What to work on —
Please repeat the lines below exactly. Begin with the line containing "clause analysis pipeline" and go on through the line containing "pub mod report;".

[[ Supplied material open ]]

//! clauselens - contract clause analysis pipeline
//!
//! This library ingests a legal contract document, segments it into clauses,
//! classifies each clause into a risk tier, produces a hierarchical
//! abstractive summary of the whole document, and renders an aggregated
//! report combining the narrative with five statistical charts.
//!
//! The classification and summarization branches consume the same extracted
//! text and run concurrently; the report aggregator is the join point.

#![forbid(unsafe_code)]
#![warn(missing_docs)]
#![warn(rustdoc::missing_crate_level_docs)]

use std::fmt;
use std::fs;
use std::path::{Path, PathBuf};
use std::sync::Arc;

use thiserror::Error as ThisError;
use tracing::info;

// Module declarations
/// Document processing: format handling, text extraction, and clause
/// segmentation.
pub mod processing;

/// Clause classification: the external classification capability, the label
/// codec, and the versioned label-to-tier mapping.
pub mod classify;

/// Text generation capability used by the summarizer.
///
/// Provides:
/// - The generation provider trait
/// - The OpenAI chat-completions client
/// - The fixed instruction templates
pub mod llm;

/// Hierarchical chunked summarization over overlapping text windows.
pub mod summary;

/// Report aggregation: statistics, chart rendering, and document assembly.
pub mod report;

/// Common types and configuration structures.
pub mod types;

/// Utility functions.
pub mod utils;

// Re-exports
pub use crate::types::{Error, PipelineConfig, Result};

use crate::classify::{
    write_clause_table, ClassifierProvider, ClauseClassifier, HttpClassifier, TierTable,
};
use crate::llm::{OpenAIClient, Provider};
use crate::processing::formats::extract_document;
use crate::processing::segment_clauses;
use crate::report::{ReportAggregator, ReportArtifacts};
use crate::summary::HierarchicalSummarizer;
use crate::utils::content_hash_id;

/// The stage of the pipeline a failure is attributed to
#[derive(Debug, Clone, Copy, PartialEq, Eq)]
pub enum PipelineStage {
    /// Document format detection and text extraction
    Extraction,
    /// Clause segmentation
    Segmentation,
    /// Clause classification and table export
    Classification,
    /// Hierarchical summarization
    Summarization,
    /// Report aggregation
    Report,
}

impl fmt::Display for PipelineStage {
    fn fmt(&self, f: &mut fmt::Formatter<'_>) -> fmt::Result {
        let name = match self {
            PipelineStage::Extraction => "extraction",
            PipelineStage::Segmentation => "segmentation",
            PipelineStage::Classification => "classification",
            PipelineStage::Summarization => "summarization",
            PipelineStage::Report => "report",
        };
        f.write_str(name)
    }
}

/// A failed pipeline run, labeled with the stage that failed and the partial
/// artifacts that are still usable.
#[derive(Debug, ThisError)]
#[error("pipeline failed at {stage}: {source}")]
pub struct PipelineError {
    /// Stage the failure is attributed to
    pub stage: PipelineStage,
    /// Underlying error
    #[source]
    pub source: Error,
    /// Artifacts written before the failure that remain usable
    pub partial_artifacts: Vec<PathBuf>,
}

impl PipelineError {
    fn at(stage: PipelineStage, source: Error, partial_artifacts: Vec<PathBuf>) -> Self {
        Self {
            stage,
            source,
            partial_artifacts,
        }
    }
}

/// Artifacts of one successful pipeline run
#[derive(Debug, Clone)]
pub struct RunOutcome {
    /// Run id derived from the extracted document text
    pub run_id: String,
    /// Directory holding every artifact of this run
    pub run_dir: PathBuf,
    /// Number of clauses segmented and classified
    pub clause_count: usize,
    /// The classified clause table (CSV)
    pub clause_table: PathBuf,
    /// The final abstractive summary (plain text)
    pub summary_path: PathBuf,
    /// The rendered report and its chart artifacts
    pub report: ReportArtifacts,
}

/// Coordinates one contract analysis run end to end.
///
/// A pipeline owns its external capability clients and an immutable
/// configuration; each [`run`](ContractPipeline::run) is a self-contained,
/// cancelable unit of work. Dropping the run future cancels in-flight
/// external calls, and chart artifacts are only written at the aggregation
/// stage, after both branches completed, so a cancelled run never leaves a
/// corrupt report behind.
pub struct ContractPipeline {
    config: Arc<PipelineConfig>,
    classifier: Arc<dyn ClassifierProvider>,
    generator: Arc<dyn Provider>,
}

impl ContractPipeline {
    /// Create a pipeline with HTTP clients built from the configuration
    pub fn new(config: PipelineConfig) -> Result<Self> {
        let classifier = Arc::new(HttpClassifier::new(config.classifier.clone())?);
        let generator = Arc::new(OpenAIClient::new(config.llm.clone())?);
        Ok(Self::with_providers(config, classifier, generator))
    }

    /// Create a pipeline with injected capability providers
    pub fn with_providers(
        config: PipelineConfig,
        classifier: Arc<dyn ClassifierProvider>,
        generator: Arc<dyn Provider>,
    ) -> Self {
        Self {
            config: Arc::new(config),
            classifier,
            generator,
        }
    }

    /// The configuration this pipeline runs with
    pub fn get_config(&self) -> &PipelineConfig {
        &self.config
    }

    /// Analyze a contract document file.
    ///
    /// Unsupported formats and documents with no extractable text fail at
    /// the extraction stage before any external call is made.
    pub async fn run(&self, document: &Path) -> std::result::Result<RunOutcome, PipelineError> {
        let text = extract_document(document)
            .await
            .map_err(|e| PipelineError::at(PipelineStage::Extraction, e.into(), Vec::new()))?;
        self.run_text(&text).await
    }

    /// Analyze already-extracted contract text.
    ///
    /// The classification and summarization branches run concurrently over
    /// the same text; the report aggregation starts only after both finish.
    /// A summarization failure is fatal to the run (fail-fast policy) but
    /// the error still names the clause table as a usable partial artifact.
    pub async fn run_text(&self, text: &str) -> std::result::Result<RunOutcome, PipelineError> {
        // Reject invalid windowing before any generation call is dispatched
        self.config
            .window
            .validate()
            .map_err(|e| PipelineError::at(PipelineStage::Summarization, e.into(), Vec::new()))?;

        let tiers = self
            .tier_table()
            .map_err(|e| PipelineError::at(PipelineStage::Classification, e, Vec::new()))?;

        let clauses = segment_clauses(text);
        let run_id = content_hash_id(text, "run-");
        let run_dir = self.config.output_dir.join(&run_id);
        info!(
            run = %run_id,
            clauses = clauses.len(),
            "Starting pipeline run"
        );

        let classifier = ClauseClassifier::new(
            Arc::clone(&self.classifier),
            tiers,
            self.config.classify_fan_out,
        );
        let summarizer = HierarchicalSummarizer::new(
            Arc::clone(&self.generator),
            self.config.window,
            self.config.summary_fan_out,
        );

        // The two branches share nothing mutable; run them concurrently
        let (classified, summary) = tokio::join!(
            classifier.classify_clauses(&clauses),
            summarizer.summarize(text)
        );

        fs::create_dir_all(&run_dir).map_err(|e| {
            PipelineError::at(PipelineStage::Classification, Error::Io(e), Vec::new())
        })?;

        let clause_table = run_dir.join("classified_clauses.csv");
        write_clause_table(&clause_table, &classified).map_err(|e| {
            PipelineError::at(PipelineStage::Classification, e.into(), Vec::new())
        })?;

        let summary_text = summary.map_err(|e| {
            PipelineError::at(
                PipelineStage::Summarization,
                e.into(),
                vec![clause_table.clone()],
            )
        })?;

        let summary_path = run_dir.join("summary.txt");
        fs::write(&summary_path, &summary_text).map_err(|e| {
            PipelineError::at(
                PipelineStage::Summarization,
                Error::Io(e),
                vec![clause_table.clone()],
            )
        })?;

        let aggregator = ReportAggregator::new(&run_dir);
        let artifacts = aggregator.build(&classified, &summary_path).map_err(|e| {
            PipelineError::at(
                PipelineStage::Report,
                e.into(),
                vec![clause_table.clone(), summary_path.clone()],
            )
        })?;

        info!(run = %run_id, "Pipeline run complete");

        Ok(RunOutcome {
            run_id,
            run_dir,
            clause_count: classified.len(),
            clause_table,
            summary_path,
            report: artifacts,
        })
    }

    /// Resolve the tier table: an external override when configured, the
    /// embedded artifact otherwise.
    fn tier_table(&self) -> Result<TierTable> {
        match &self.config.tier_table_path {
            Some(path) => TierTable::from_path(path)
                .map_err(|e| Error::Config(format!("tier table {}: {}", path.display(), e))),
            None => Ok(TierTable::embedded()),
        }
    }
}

[[ Supplied material closed ]]
[[ Supplied material open ]]

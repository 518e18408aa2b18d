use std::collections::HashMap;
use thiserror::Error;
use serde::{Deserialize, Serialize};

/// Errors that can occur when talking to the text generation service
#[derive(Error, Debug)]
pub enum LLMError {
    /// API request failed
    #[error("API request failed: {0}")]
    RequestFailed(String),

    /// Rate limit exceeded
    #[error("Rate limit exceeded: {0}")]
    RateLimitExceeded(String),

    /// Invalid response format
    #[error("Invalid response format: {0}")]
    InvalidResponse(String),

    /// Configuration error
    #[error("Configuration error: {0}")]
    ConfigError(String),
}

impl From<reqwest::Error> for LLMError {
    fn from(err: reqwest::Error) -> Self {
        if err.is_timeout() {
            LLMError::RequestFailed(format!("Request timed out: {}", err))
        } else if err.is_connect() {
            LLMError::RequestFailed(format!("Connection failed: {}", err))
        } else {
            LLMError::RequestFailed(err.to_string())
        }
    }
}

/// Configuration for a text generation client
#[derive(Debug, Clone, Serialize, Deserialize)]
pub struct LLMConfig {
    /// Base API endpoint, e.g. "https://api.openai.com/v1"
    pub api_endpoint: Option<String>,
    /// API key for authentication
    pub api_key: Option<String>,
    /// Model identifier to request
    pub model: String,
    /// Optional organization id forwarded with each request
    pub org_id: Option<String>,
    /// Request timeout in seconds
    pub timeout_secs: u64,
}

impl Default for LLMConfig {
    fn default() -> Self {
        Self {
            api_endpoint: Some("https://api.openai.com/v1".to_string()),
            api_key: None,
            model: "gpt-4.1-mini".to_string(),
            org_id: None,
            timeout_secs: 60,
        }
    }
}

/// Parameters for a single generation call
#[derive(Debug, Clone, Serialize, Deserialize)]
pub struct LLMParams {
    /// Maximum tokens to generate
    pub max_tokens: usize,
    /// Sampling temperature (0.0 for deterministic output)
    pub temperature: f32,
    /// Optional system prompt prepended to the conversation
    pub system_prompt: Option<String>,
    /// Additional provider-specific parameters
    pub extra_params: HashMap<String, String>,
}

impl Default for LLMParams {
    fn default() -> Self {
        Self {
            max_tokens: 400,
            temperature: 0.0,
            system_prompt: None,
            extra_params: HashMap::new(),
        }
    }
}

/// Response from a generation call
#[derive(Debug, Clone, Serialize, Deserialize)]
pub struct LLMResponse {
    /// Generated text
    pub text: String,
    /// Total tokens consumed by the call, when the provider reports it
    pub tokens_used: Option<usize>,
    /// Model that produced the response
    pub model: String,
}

[[ Supplied material closed ]]

Task result —
//! clauselens - contract clause analysis pipeline
//!
//! This library ingests a legal contract document, segments it into clauses,
//! classifies each clause into a risk tier, produces a hierarchical
//! abstractive summary of the whole document, and renders an aggregated
//! report combining the narrative with five statistical charts.
//!
//! The classification and summarization branches consume the same extracted
//! text and run concurrently; the report aggregator is the join point.

#![forbid(unsafe_code)]
#![warn(missing_docs)]
#![warn(rustdoc::missing_crate_level_docs)]

use std::fmt;
use std::fs;
use std::path::{Path, PathBuf};
use std::sync::Arc;

use thiserror::Error as ThisError;
use tracing::info;

// Module declarations
/// Document processing: format handling, text extraction, and clause
/// segmentation.
pub mod processing;

/// Clause classification: the external classification capability, the label
/// codec, and the versioned label-to-tier mapping.
pub mod classify;

/// Text generation capability used by the summarizer.
///
/// Provides:
/// - The generation provider trait
/// - The OpenAI chat-completions client
/// - The fixed instruction templates
pub mod llm;

/// Hierarchical chunked summarization over overlapping text windows.
pub mod summary;

/// Report aggregation: statistics, chart rendering, and document assembly.
pub mod report;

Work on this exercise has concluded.